**Exercise brief**: State the number of lines in the material below that hold "recent", and add nothing to it.
*** Begin section ***
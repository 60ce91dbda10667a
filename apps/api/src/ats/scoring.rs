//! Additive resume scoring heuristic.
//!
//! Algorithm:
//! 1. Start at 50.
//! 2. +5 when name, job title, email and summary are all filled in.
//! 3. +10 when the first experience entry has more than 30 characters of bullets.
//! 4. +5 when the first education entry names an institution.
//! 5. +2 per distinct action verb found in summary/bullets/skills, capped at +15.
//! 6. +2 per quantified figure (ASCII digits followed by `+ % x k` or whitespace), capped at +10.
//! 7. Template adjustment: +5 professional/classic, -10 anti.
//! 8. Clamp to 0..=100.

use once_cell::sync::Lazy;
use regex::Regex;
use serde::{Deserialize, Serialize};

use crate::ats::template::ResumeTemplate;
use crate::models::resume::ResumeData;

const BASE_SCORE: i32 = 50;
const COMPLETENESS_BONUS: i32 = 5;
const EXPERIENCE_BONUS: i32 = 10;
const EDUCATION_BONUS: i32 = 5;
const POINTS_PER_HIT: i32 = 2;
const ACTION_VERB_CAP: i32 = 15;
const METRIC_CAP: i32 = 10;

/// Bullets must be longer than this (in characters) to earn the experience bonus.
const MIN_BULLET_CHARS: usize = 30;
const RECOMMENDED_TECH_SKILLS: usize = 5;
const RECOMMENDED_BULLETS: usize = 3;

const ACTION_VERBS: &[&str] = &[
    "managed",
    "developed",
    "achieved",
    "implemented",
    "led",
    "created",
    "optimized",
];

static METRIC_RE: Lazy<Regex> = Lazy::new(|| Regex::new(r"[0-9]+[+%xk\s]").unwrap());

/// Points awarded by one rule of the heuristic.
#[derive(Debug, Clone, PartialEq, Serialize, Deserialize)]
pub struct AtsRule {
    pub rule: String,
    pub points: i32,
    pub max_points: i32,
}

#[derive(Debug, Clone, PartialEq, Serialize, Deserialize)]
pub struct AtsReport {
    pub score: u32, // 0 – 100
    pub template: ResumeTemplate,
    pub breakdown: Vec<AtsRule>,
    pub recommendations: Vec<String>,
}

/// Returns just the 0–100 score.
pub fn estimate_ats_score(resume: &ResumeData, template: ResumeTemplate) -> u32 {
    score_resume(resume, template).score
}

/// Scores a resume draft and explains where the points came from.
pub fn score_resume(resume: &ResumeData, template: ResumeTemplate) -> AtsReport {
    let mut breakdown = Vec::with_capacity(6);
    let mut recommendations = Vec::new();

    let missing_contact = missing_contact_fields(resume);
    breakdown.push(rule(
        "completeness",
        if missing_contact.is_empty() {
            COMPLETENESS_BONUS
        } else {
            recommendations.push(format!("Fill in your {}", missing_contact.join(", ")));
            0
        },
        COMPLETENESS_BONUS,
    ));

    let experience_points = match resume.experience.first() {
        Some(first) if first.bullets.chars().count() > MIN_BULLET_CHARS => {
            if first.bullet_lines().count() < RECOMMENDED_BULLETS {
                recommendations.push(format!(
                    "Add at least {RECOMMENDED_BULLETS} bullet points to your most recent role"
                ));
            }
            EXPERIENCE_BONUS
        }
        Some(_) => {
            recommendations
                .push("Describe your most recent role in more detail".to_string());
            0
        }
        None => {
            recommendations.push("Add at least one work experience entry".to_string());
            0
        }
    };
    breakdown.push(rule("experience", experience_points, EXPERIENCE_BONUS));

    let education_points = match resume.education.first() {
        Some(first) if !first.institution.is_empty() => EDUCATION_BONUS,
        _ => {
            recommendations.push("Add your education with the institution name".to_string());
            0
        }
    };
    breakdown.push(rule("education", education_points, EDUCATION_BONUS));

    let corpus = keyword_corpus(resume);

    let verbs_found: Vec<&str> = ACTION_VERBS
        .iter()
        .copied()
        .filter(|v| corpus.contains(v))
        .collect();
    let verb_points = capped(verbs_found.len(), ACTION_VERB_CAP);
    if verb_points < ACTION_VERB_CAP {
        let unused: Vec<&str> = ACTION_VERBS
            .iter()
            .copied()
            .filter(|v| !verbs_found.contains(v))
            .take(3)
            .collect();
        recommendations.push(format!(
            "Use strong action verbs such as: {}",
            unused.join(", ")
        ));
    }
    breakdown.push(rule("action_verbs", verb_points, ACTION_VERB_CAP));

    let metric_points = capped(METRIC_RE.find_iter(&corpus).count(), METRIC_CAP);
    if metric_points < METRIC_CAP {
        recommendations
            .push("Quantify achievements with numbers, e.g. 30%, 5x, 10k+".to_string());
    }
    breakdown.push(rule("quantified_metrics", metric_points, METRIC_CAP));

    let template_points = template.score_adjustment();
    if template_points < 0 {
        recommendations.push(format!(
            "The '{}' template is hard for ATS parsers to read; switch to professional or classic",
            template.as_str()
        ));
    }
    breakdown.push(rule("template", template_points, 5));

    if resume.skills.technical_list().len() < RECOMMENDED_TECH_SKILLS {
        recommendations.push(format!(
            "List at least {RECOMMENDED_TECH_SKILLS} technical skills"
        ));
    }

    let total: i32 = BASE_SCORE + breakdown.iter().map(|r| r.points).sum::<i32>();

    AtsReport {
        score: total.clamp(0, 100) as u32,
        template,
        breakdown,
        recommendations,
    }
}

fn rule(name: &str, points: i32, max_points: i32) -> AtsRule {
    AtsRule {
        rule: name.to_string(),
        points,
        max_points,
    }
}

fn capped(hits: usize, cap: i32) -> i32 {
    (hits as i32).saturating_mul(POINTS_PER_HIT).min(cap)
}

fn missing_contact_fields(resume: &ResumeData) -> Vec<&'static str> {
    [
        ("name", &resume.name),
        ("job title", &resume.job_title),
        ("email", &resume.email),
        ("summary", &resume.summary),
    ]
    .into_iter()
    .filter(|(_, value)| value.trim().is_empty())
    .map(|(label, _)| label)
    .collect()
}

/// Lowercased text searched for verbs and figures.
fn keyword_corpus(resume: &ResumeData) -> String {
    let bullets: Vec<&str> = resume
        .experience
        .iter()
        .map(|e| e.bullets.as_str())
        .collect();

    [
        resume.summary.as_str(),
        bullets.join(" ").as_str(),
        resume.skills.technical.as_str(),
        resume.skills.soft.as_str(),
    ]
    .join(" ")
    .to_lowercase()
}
*** End section ***
**Written response**: 2